■ **Required action**
Search string "servos": state how many lines in the material below contain it, and nothing else.

■ **Excerpted records**
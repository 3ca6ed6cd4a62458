//! Shared configuration system for desktop and embedded targets.
//!
//! Uses `heapless::String` and `heapless::Vec` for `no_std` compatibility while
//! remaining ergonomic to use on desktop with `std`.
//!
//! # Example
//!
//! ```rust
//! use rs_trackside::config::{Config, LayoutConfig, MqttConfig, WebConfig};
//!
//! // Use defaults
//! let config = Config::default();
//!
//! // Or customize
//! let config = Config::default()
//!     .with_mqtt(MqttConfig::default().with_host("192.168.1.100"))
//!     .with_web(WebConfig::default().with_port(3000))
//!     .with_layout(LayoutConfig::empty().with_switch(13).with_signal(25, 26));
//! ```

use heapless::String as HString;
use heapless::Vec as HVec;
use serde::{Deserialize, Serialize};

/// Maximum length for short config strings (hostnames, client IDs)
pub const MAX_SHORT_STRING: usize = 64;

/// Maximum number of actuators of a single kind in a layout.
pub const MAX_ACTUATORS: usize = 16;

/// Type alias for short config strings
pub type ShortString = HString<MAX_SHORT_STRING>;

/// Pin number on the controller board.
pub type Pin = u8;

/// Fixed-capacity list of pins for one actuator kind.
pub type PinList = HVec<Pin, MAX_ACTUATORS>;

// ============================================================================
// Helper for creating heapless strings
// ============================================================================

/// Create a ShortString from a &str, truncating if too long
pub fn short_string(s: &str) -> ShortString {
    let mut hs = ShortString::new();
    let _ = hs.push_str(truncate_at_char_boundary(s, MAX_SHORT_STRING));
    hs
}

/// Longest prefix of `s` that fits in `max` bytes without splitting a character.
pub(crate) fn truncate_at_char_boundary(s: &str, max: usize) -> &str {
    if s.len() <= max {
        return s;
    }
    let mut end = max;
    while !s.is_char_boundary(end) {
        end -= 1;
    }
    &s[..end]
}

fn pin_list(pins: &[Pin]) -> PinList {
    pins.iter().copied().take(MAX_ACTUATORS).collect()
}

// ============================================================================
// Main Config
// ============================================================================

/// Complete application configuration
#[derive(Clone, Debug, Default, Serialize, Deserialize)]
#[serde(default)]
pub struct Config {
    /// MQTT client configuration
    pub mqtt: MqttConfig,
    /// Request/response (HTTP) server configuration
    pub web: WebConfig,
    /// Physical layout: pins and servo angles
    pub layout: LayoutConfig,
    /// Control loop timing
    pub controller: ControllerConfig,
    /// Device identification
    pub device: DeviceConfig,
}

impl Config {
    /// Set MQTT configuration
    pub fn with_mqtt(mut self, mqtt: MqttConfig) -> Self {
        self.mqtt = mqtt;
        self
    }

    /// Set web configuration
    pub fn with_web(mut self, web: WebConfig) -> Self {
        self.web = web;
        self
    }

    /// Set layout configuration
    pub fn with_layout(mut self, layout: LayoutConfig) -> Self {
        self.layout = layout;
        self
    }

    /// Set controller timing configuration
    pub fn with_controller(mut self, controller: ControllerConfig) -> Self {
        self.controller = controller;
        self
    }

    /// Set device configuration
    pub fn with_device(mut self, device: DeviceConfig) -> Self {
        self.device = device;
        self
    }

    /// Parse a configuration from JSON bytes.
    ///
    /// Works without `std`. Missing sections fall back to their defaults.
    pub fn from_json(json: &[u8]) -> Result<Self, serde_json_core::de::Error> {
        serde_json_core::from_slice(json).map(|(config, _)| config)
    }
}

// ============================================================================
// MQTT Config
// ============================================================================

/// MQTT client configuration
#[derive(Clone, Debug, Serialize, Deserialize)]
#[serde(default)]
pub struct MqttConfig {
    /// Broker hostname or IP
    pub host: ShortString,
    /// Broker port
    pub port: u16,
    /// Client ID (should be unique per device)
    pub client_id: ShortString,
    /// Username for authentication (empty = no auth)
    pub username: ShortString,
    /// Password for authentication
    pub password: ShortString,
    /// Keep-alive interval in seconds
    pub keep_alive_secs: u16,
    /// Minimum delay between reconnect attempts in milliseconds
    pub reconnect_interval_ms: u32,
    /// Whether MQTT is enabled
    pub enabled: bool,
}

impl Default for MqttConfig {
    fn default() -> Self {
        Self {
            host: short_string("localhost"),
            port: 1883,
            client_id: short_string("rs-trackside"),
            username: ShortString::new(),
            password: ShortString::new(),
            keep_alive_secs: 30,
            reconnect_interval_ms: 5000,
            enabled: true,
        }
    }
}

impl MqttConfig {
    /// Set the broker host
    pub fn with_host(mut self, host: &str) -> Self {
        self.host = short_string(host);
        self
    }

    /// Set the broker port
    pub fn with_port(mut self, port: u16) -> Self {
        self.port = port;
        self
    }

    /// Set the client ID
    pub fn with_client_id(mut self, id: &str) -> Self {
        self.client_id = short_string(id);
        self
    }

    /// Set authentication credentials
    pub fn with_auth(mut self, username: &str, password: &str) -> Self {
        self.username = short_string(username);
        self.password = short_string(password);
        self
    }

    /// Set the reconnect interval
    pub fn with_reconnect_interval_ms(mut self, ms: u32) -> Self {
        self.reconnect_interval_ms = ms;
        self
    }

    /// Enable or disable MQTT
    pub fn with_enabled(mut self, enabled: bool) -> Self {
        self.enabled = enabled;
        self
    }

    /// Check if authentication is configured
    pub fn has_auth(&self) -> bool {
        !self.username.is_empty()
    }
}

// ============================================================================
// Web Config
// ============================================================================

/// Request/response server configuration
#[derive(Clone, Debug, Serialize, Deserialize)]
#[serde(default)]
pub struct WebConfig {
    /// Port to listen on
    pub port: u16,
    /// Whether to enable CORS for all origins
    pub cors_permissive: bool,
    /// Upper bound on servicing one request, in milliseconds.
    ///
    /// Covers reading the request and any servo settle delay.
    pub request_timeout_ms: u32,
    /// Whether the server is enabled
    pub enabled: bool,
}

impl Default for WebConfig {
    fn default() -> Self {
        Self {
            port: 80,
            cors_permissive: true,
            request_timeout_ms: 5000,
            enabled: true,
        }
    }
}

impl WebConfig {
    /// Set the port
    pub fn with_port(mut self, port: u16) -> Self {
        self.port = port;
        self
    }

    /// Set CORS mode
    pub fn with_cors(mut self, permissive: bool) -> Self {
        self.cors_permissive = permissive;
        self
    }

    /// Set the request timeout
    pub fn with_request_timeout_ms(mut self, ms: u32) -> Self {
        self.request_timeout_ms = ms;
        self
    }

    /// Enable or disable the server
    pub fn with_enabled(mut self, enabled: bool) -> Self {
        self.enabled = enabled;
        self
    }
}

// ============================================================================
// Layout Config
// ============================================================================

/// The two legal servo angles for one actuator kind, in degrees.
#[derive(Clone, Copy, Debug, PartialEq, Eq, Serialize, Deserialize)]
pub struct AngleRange {
    /// Angle for selector `0`
    pub min: u8,
    /// Angle for selector `1`
    pub max: u8,
}

impl AngleRange {
    /// Create a new angle range.
    pub const fn new(min: u8, max: u8) -> Self {
        Self { min, max }
    }
}

/// Physical layout: which pins drive which actuators.
///
/// Actuator ids are the positions in each list, so the order here is the
/// registration order reported by the topology document.
#[derive(Clone, Debug, PartialEq, Serialize, Deserialize)]
#[serde(default)]
pub struct LayoutConfig {
    /// IR LED outputs used to broadcast Power Functions frames
    pub ir_pins: PinList,
    /// Position sensor inputs (active low)
    pub sensor_pins: PinList,
    /// Track switch servos
    pub switch_pins: PinList,
    /// Crossing barrier servos
    pub barrier_pins: PinList,
    /// Signal lamp pairs
    pub signal_pins: HVec<[Pin; 2], MAX_ACTUATORS>,
    /// Angles for switch selectors
    pub switch_angles: AngleRange,
    /// Angles for barrier selectors
    pub barrier_angles: AngleRange,
}

impl Default for LayoutConfig {
    fn default() -> Self {
        let mut signal_pins = HVec::new();
        let _ = signal_pins.push([25, 26]);
        let _ = signal_pins.push([27, 32]);
        Self {
            ir_pins: pin_list(&[4]),
            sensor_pins: pin_list(&[34, 35]),
            switch_pins: pin_list(&[13, 12]),
            barrier_pins: pin_list(&[14]),
            signal_pins,
            switch_angles: AngleRange::new(45, 135),
            barrier_angles: AngleRange::new(0, 90),
        }
    }
}

impl LayoutConfig {
    /// A layout with no actuators, keeping the default angles.
    pub fn empty() -> Self {
        Self {
            ir_pins: PinList::new(),
            sensor_pins: PinList::new(),
            switch_pins: PinList::new(),
            barrier_pins: PinList::new(),
            signal_pins: HVec::new(),
            ..Default::default()
        }
    }

    /// Add an IR output pin
    pub fn with_ir_output(mut self, pin: Pin) -> Self {
        let _ = self.ir_pins.push(pin);
        self
    }

    /// Add a position sensor pin
    pub fn with_sensor(mut self, pin: Pin) -> Self {
        let _ = self.sensor_pins.push(pin);
        self
    }

    /// Add a switch servo pin
    pub fn with_switch(mut self, pin: Pin) -> Self {
        let _ = self.switch_pins.push(pin);
        self
    }

    /// Add a barrier servo pin
    pub fn with_barrier(mut self, pin: Pin) -> Self {
        let _ = self.barrier_pins.push(pin);
        self
    }

    /// Add a signal with its two lamp pins
    pub fn with_signal(mut self, lamp0: Pin, lamp1: Pin) -> Self {
        let _ = self.signal_pins.push([lamp0, lamp1]);
        self
    }

    /// Set the switch angles
    pub fn with_switch_angles(mut self, min: u8, max: u8) -> Self {
        self.switch_angles = AngleRange::new(min, max);
        self
    }

    /// Set the barrier angles
    pub fn with_barrier_angles(mut self, min: u8, max: u8) -> Self {
        self.barrier_angles = AngleRange::new(min, max);
        self
    }
}

// ============================================================================
// Controller Config
// ============================================================================

/// Control loop timing
#[derive(Clone, Debug, Serialize, Deserialize)]
#[serde(default)]
pub struct ControllerConfig {
    /// Minimum period of one control loop tick in milliseconds
    pub tick_interval_ms: u32,
    /// Time held after a servo write before the command returns
    pub servo_settle_ms: u32,
}

impl Default for ControllerConfig {
    fn default() -> Self {
        Self {
            tick_interval_ms: 20,
            servo_settle_ms: 300,
        }
    }
}

impl ControllerConfig {
    /// Set the tick interval
    pub fn with_tick_interval_ms(mut self, ms: u32) -> Self {
        self.tick_interval_ms = ms;
        self
    }

    /// Set the servo settle time
    pub fn with_servo_settle_ms(mut self, ms: u32) -> Self {
        self.servo_settle_ms = ms;
        self
    }
}

// ============================================================================
// Device Config
// ============================================================================

/// Device identification configuration
#[derive(Clone, Debug, Serialize, Deserialize)]
#[serde(default)]
pub struct DeviceConfig {
    /// Human-readable device name
    pub name: ShortString,
    /// Layout/controller ID (for multi-controller setups)
    pub id: ShortString,
}

impl Default for DeviceConfig {
    fn default() -> Self {
        Self {
            name: short_string("rs-trackside"),
            id: short_string("layout1"),
        }
    }
}

impl DeviceConfig {
    /// Set the device name
    pub fn with_name(mut self, name: &str) -> Self {
        self.name = short_string(name);
        self
    }

    /// Set the device ID
    pub fn with_id(mut self, id: &str) -> Self {
        self.id = short_string(id);
        self
    }
}

// ============================================================================
// Tests
// ============================================================================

■ **Solved exercise**
2